Technologies For Data Statistics and Testing

Data and its analysis a crucial aspects for modern businesses to consider. This importance is due to the extreme competitiveness in business as each company vyes with their rivals for sales. Because of this, businesses will resort to investing in various strategies to get an edge over the competition through the use of technology. Technology has been progressing rapidly, with simple things like a security cam even becoming technically advanced. One advanced form of technology that companies invest in deals with data statistics and testing. This technology can help them make sense of data to analyze trends and test products. They can then make informed decisions with the data backing them up and reducing risks. There are various such technologies available, and in this article, we will look at them. 

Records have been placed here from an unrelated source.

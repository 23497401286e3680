//! Allow-list HTML sanitizer
//!
//! Runs the rendered markup (generated tags and raw HTML from the source
//! alike) through a streaming rewriter, so every fragment is parsed as real
//! elements before the policy is applied.

use lol_html::errors::RewritingError;
use lol_html::{doc_comments, element, rewrite_str, RewriteStrSettings};
use std::cell::RefCell;
use std::collections::{HashMap, HashSet};

use super::markdown::Diagnostic;

/// Tags allowed through, roughly GitHub's rendering set
const ALLOWED_TAGS: &[&str] = &[
    "a", "abbr", "b", "blockquote", "br", "caption", "cite", "code", "col", "colgroup", "dd",
    "del", "details", "dfn", "div", "dl", "dt", "em", "figcaption", "figure", "h1", "h2", "h3",
    "h4", "h5", "h6", "hr", "i", "img", "input", "ins", "kbd", "li", "mark", "ol", "p", "pre",
    "q", "rp", "rt", "ruby", "s", "samp", "section", "small", "span", "strike", "strong", "sub",
    "summary", "sup", "table", "tbody", "td", "tfoot", "th", "thead", "tr", "tt", "u", "ul",
    "var", "wbr",
];

/// Tags removed together with everything inside them
const DROPPED_TAGS: &[&str] = &[
    "script", "style", "iframe", "frame", "frameset", "object", "embed", "applet", "noscript",
    "noembed", "noframes", "template", "textarea", "title", "xmp", "plaintext", "select",
    "option", "button", "form", "base", "link", "meta", "svg", "math",
];

/// Dropped tags that configuration can never re-enable
///
/// `svg` and `math` switch the parser into foreign content, where CDATA
/// sections hide markup from the rewriter.
const FORBIDDEN_TAGS: &[&str] = &[
    "script", "style", "iframe", "frame", "frameset", "object", "embed", "applet", "noscript",
    "template", "base", "link", "meta", "form", "svg", "math",
];

/// Attributes never kept, whatever the tag allows
const FORBIDDEN_ATTRIBUTES: &[&str] = &["style", "srcdoc", "formaction", "xlink:href"];

const GLOBAL_ATTRIBUTES: &[&str] = &["class", "id", "title", "lang", "dir", "aria-hidden"];

const TAG_ATTRIBUTES: &[(&str, &[&str])] = &[
    ("a", &["href", "name", "rel", "target"]),
    ("img", &["src", "alt", "width", "height", "loading"]),
    ("input", &["type", "checked", "disabled"]),
    ("td", &["align", "colspan", "rowspan"]),
    ("th", &["align", "colspan", "rowspan", "scope"]),
    ("col", &["span"]),
    ("colgroup", &["span"]),
    ("ol", &["start", "reversed", "type"]),
    ("li", &["value"]),
    ("details", &["open"]),
    ("q", &["cite"]),
    ("blockquote", &["cite"]),
    ("del", &["cite", "datetime"]),
    ("ins", &["cite", "datetime"]),
    ("sup", &["data-footnote-ref"]),
];

const URL_ATTRIBUTES: &[&str] = &["href", "src", "cite", "poster", "action", "data", "background"];

const URL_SCHEMES: &[&str] = &["http", "https", "mailto"];

/// Which tags, attributes and URL schemes survive sanitization
#[derive(Debug, Clone)]
pub struct SanitizePolicy {
    tags: HashSet<String>,
    dropped: HashSet<String>,
    global_attributes: HashSet<String>,
    tag_attributes: HashMap<String, HashSet<String>>,
    url_schemes: HashSet<String>,
}

impl Default for SanitizePolicy {
    fn default() -> Self {
        let set = |items: &[&str]| items.iter().map(|s| s.to_string()).collect::<HashSet<_>>();
        Self {
            tags: set(ALLOWED_TAGS),
            dropped: set(DROPPED_TAGS),
            global_attributes: set(GLOBAL_ATTRIBUTES),
            tag_attributes: TAG_ATTRIBUTES
                .iter()
                .map(|(tag, attrs)| (tag.to_string(), set(attrs)))
                .collect(),
            url_schemes: set(URL_SCHEMES),
        }
    }
}

impl SanitizePolicy {
    /// Allow an extra tag, optionally with tag-specific attributes
    ///
    /// Tags that can run script or hide markup stay dropped.
    pub fn allow_tag(mut self, tag: &str, attributes: &[&str]) -> Self {
        let tag = tag.to_ascii_lowercase();
        if FORBIDDEN_TAGS.contains(&tag.as_str()) {
            tracing::warn!("Refusing to allow <{}> through the sanitizer", tag);
            return self;
        }
        self.dropped.remove(&tag);
        self.tags.insert(tag.clone());
        self.tag_attributes
            .entry(tag)
            .or_default()
            .extend(attributes.iter().map(|a| a.to_ascii_lowercase()));
        self
    }

    pub fn allows_tag(&self, tag: &str) -> bool {
        self.tags.contains(tag)
    }

    pub fn drops_content(&self, tag: &str) -> bool {
        self.dropped.contains(tag)
    }

    pub fn allows_attribute(&self, tag: &str, attribute: &str) -> bool {
        if attribute.starts_with("on") || FORBIDDEN_ATTRIBUTES.contains(&attribute) {
            return false;
        }
        self.global_attributes.contains(attribute)
            || self
                .tag_attributes
                .get(tag)
                .is_some_and(|attrs| attrs.contains(attribute))
    }

    /// Relative references, fragments and allow-listed schemes pass
    pub fn allows_url(&self, value: &str) -> bool {
        let decoded = html_escape::decode_html_entities(value);
        let url: String = decoded
            .chars()
            .filter(|c| !c.is_whitespace() && !c.is_control())
            .collect();

        let delim = url.find(['/', '?', '#']);
        let Some(colon) = url.find(':') else {
            // An entity left undecoded could still be hiding a scheme
            let head = &url[..delim.unwrap_or(url.len())];
            return !head.contains('&');
        };
        // A colon after the first '/', '?' or '#' belongs to a relative reference
        if delim.is_some_and(|delim| delim < colon) {
            return true;
        }
        self.url_schemes
            .contains(url[..colon].to_ascii_lowercase().as_str())
    }
}

/// Apply `policy` to `html`, recording what was stripped
pub fn sanitize(
    html: &str,
    policy: &SanitizePolicy,
    diagnostics: &mut Vec<Diagnostic>,
) -> Result<String, RewritingError> {
    let stripped = RefCell::new(Vec::new());

    let output = rewrite_str(
        html,
        RewriteStrSettings {
            element_content_handlers: vec![element!("*", |el| {
                let tag = el.tag_name().to_ascii_lowercase();

                if policy.drops_content(&tag) {
                    el.remove();
                    stripped.borrow_mut().push(Diagnostic::StrippedElement(tag));
                    return Ok(());
                }

                if !policy.allows_tag(&tag) {
                    el.remove_and_keep_content();
                    stripped.borrow_mut().push(Diagnostic::StrippedElement(tag));
                    return Ok(());
                }

                // Task list markers are the only form control that survives
                if tag == "input"
                    && !el
                        .get_attribute("type")
                        .is_some_and(|t| t.eq_ignore_ascii_case("checkbox"))
                {
                    el.remove();
                    stripped.borrow_mut().push(Diagnostic::StrippedElement(tag));
                    return Ok(());
                }

                let names: Vec<String> = el
                    .attributes()
                    .iter()
                    .map(|a| a.name().to_ascii_lowercase())
                    .collect();

                for name in names {
                    let keep = policy.allows_attribute(&tag, &name)
                        && (!URL_ATTRIBUTES.contains(&name.as_str())
                            || el
                                .get_attribute(&name)
                                .is_some_and(|v| policy.allows_url(&v)));
                    if !keep {
                        el.remove_attribute(&name);
                        stripped.borrow_mut().push(Diagnostic::StrippedAttribute {
                            element: tag.clone(),
                            attribute: name,
                        });
                    }
                }

                Ok(())
            })],
            document_content_handlers: vec![doc_comments!(|c| {
                c.remove();
                Ok(())
            })],
            ..RewriteStrSettings::new()
        },
    )?;

    diagnostics.extend(stripped.into_inner());
    Ok(output)
}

Technologies For Data Statistics And Testing

Types of Data Statistics and Tests

Many technologies, mostly software programs, can help present data in useful graphical forms where trends are visible. You can then use these graphics to compare, analyze, and further process to achieve the desired result or make a decision. There are various tests and statistics the data can be presented in. Here are some of the more common ways that this data is processed. These are: 

  • Exploratory Data Analysis (EDA): This is an integral part of data science that forms the basis for machine learning and statistics. Data scientists can use it to test for various statistical qualities like outliers and correlation. 
  • Regression and Classification: This is an essential part of statistical models as it helps to establish a relationship in raw data. This data can then be classified into different data models
  • Forecasting: Forecasting can identify trends in data and then estimate how it will act in the future. This is important for many businesses. 
  • Data Grouping: This can be used to group data into different classifications to organize raw data. 

Which technology can be used to achieve this?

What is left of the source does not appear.